A veces cocinaba, preparando comidas elaboradas, pero siempre olvidando que odiaba el cilantro, o que prefería mi bistec término medio. Me llevaba al trabajo, pero me dejaba a tres cuadras de distancia, quejándose del tráfico, sin esperar nunca a verme entrar a salvo. Nuestra intimidad era un asunto programado, una tarea. Breve, distante, eficiente. Ni una sola vez me miró con el tipo de adoración ilimitada que le vi otorgar a Karla.
Solía quejarme con mis amigas.
-Simplemente me deja en la banqueta, incluso cuando está lloviendo. -O-, Prepara mi platillo favorito, pero lo llena de ingredientes que no soporto. -Ellas se encogían de hombros-. Así es el matrimonio, Corina. Después de diez años, es normal. No seas tan dramática. -Yo asentía, aceptándolo, diciéndome que así era un amor maduro y duradero. Esto era estabilidad. Esto era real.
Entonces llegó Karla.
No era solo una becaria. Fue una revelación. Con Karla, vi al verdadero Gerardo. Al hombre que amaba de verdad.
Pasé por su oficina una noche, después de trabajar hasta tarde yo misma. La puerta estaba entreabierta. Le estaba mostrando a Karla un plano de una nueva rampa accesible que estaban instalando en la entrada trasera de la firma.
-Esto es para ti, cariño -decía, su voz suave, casi tierna-. Para que no tengas que batallar con ese esguince de tobillo. -Estaba preocupado por su esguince de tobillo, construyendo una rampa. Yo me había roto una pierna una vez, y él solo me dijo que tomara un taxi.

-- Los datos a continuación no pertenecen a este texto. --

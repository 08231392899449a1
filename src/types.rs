use serde::{Deserialize, Deserializer, Serialize};
use std::fmt;
use std::str::FromStr;

use crate::constants::MAX_RATING;
use crate::pipeline::processing::classify::classify;

/// Raw professional record as returned from an upstream feed
pub type RawRecord = serde_json::Value;

/// A latitude/longitude pair in decimal degrees
#[derive(Debug, Clone, Copy, PartialEq, Serialize, Deserialize)]
pub struct Coordinates {
    pub lat: f64,
    pub lng: f64,
}

impl Coordinates {
    pub fn new(lat: f64, lng: f64) -> Self {
        Self { lat, lng }
    }
}

impl From<(f64, f64)> for Coordinates {
    fn from((lat, lng): (f64, f64)) -> Self {
        Self { lat, lng }
    }
}

impl fmt::Display for Coordinates {
    fn fmt(&self, f: &mut fmt::Formatter<'_>) -> fmt::Result {
        write!(f, "{:.4}, {:.4}", self.lat, self.lng)
    }
}

/// Canonical professional categories
#[derive(Debug, Clone, Copy, PartialEq, Eq, Hash, Serialize)]
#[serde(rename_all = "lowercase")]
pub enum Category {
    Architect,
    Designer,
    Photographer,
    Influencer,
    Furnishing,
    Other,
}

impl Category {
    pub const ALL: [Category; 6] = [
        Category::Architect,
        Category::Designer,
        Category::Photographer,
        Category::Influencer,
        Category::Furnishing,
        Category::Other,
    ];

    pub fn as_str(&self) -> &'static str {
        match self {
            Category::Architect => "architect",
            Category::Designer => "designer",
            Category::Photographer => "photographer",
            Category::Influencer => "influencer",
            Category::Furnishing => "furnishing",
            Category::Other => "other",
        }
    }

    /// Plural heading shown above a filtered list
    pub fn heading(&self) -> &'static str {
        match self {
            Category::Architect => "Architects",
            Category::Designer => "Designers",
            Category::Photographer => "Photographers",
            Category::Influencer => "Influencers",
            Category::Furnishing => "Furnishing Shops",
            Category::Other => "Others",
        }
    }

    /// Legend color used for map markers, where one is assigned
    pub fn map_color(&self) -> Option<&'static str> {
        match self {
            Category::Architect => Some("blue"),
            Category::Designer => Some("purple"),
            Category::Photographer => Some("green"),
            Category::Furnishing => Some("orange"),
            Category::Influencer | Category::Other => None,
        }
    }
}

impl fmt::Display for Category {
    fn fmt(&self, f: &mut fmt::Formatter<'_>) -> fmt::Result {
        f.pad(self.as_str())
    }
}

// Any label is accepted and classified, so pre-normalized and raw upstream
// categories both land on a canonical variant.
impl<'de> Deserialize<'de> for Category {
    fn deserialize<D>(deserializer: D) -> std::result::Result<Self, D::Error>
    where
        D: Deserializer<'de>,
    {
        let label = String::deserialize(deserializer)?;
        Ok(classify(&label))
    }
}

/// Canonical representation of one professional record after normalization
#[derive(Debug, Clone, PartialEq, Serialize, Deserialize)]
#[serde(rename_all = "camelCase")]
pub struct Persona {
    pub id: String,
    pub name: String,
    pub category: Category,
    #[serde(default, deserialize_with = "deserialize_rating")]
    pub rating: f64,
    #[serde(default)]
    pub location: String,
    #[serde(default)]
    pub contact: String,
    #[serde(default)]
    pub review_count: u64,
    #[serde(default, skip_serializing_if = "Option::is_none")]
    pub portfolio_url: Option<String>,
    #[serde(default, skip_serializing_if = "Option::is_none")]
    pub image_url: Option<String>,
    #[serde(default, skip_serializing_if = "Option::is_none")]
    pub coordinates: Option<Coordinates>,
}

impl Persona {
    /// A pin for this persona, if it can be placed on the map
    pub fn map_pin(&self) -> Option<MapPin> {
        self.coordinates.map(|coordinates| MapPin {
            persona_id: self.id.clone(),
            name: self.name.clone(),
            category: self.category,
            location: self.location.clone(),
            coordinates,
        })
    }
}

// Ratings from outside the normalizer are held to the same [0, MAX_RATING] range.
fn deserialize_rating<'de, D>(deserializer: D) -> std::result::Result<f64, D::Error>
where
    D: Deserializer<'de>,
{
    let rating = Option::<f64>::deserialize(deserializer)?.unwrap_or(0.0);
    if rating.is_nan() {
        return Ok(0.0);
    }
    Ok(rating.clamp(0.0, MAX_RATING))
}

/// Marker data for a persona with known coordinates
#[derive(Debug, Clone, PartialEq, Serialize)]
#[serde(rename_all = "camelCase")]
pub struct MapPin {
    pub persona_id: String,
    pub name: String,
    pub category: Category,
    pub location: String,
    pub coordinates: Coordinates,
}

/// Category selection for the persona filter
#[derive(Debug, Clone, Copy, PartialEq, Eq, Default)]
pub enum CategoryFilter {
    #[default]
    All,
    Only(Category),
}

impl CategoryFilter {
    pub fn heading(&self) -> &'static str {
        match self {
            CategoryFilter::All => "All Professionals",
            CategoryFilter::Only(category) => category.heading(),
        }
    }
}

impl FromStr for CategoryFilter {
    type Err = String;

    fn from_str(s: &str) -> std::result::Result<Self, Self::Err> {
        let wanted = s.trim().to_lowercase();
        if wanted == "all" {
            return Ok(CategoryFilter::All);
        }
        Category::ALL
            .iter()
            .find(|c| c.as_str() == wanted)
            .map(|c| CategoryFilter::Only(*c))
            .ok_or_else(|| {
                format!(
                    "unknown category '{}', expected all, {}",
                    s,
                    Category::ALL.map(|c| c.as_str()).join(", ")
                )
            })
    }
}

impl fmt::Display for CategoryFilter {
    fn fmt(&self, f: &mut fmt::Formatter<'_>) -> fmt::Result {
        match self {
            CategoryFilter::All => f.pad("all"),
            CategoryFilter::Only(category) => fmt::Display::fmt(category, f),
        }
    }
}

/// The pair (selected category, minimum rating) applied to a persona collection
#[derive(Debug, Clone, Copy, PartialEq, Default)]
pub struct FilterState {
    pub category: CategoryFilter,
    /// 0 means unconstrained
    pub min_rating: f64,
}

impl FilterState {
    pub fn new(category: CategoryFilter, min_rating: f64) -> Self {
        Self {
            category,
            min_rating,
        }
    }
}

/// One geo-tagged input to the heat aggregator
#[derive(Debug, Clone, Copy, PartialEq, Serialize, Deserialize)]
pub struct GeoSample {
    pub lat: f64,
    pub lng: f64,
    #[serde(default)]
    pub intensity: Option<f64>,
}

impl GeoSample {
    pub fn new(lat: f64, lng: f64) -> Self {
        Self {
            lat,
            lng,
            intensity: None,
        }
    }

    pub fn with_intensity(mut self, intensity: f64) -> Self {
        self.intensity = Some(intensity);
        self
    }
}

/// A coordinate plus intensity value feeding a density visualization
#[derive(Debug, Clone, Copy, PartialEq, Serialize, Deserialize)]
pub struct HeatPoint {
    pub lat: f64,
    pub lng: f64,
    pub intensity: f64,
}

impl HeatPoint {
    /// `[lat, lng, intensity]`, the shape heat layer renderers consume
    pub fn as_triple(&self) -> [f64; 3] {
        [self.lat, self.lng, self.intensity]
    }
}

Lo vi navegando por oscuros blogs de música indie en la computadora de su oficina, algo que nunca había hecho, y luego lo escuché discutir sobre una banda con Karla, sus voces bajas e íntimas, su risa compartida resonando por el pasillo. Sabía todo sobre sus bandas oscuras favoritas, su café vegano favorito, sus proyectos personales. Aprendió sobre ella. La vio.
Una noche, encontré su teléfono en la encimera de la cocina. Una nueva aplicación, desconocida para mí, brillaba en la pantalla. Era una aplicación para aprender idiomas. Hice clic en ella. Estaba configurada en francés. Karla había mencionado una vez, en broma, que quería aprender francés.
Luego, estaba la noche en que entré accidentalmente a su oficina en casa, esperando que estuviera vacía. Estaba en su escritorio, de espaldas a mí. Murmuraba al teléfono, su voz un zumbido bajo.
-Te amo -dijo, tan suavemente, tan absoluta e innegablemente sincero-. Más que a nada.
La sangre se me heló. El teléfono estaba en silencio, la pantalla negra. No estaba hablando con nadie. Estaba practicando. Practicando para ella. Practicando las palabras que nunca me había dicho. Ni en toda nuestra década juntos. Ni en la enfermedad, ni en la salud, ni en la alegría, ni en la tristeza. Nunca.
Nunca me había dicho "te amo". Ni una sola vez.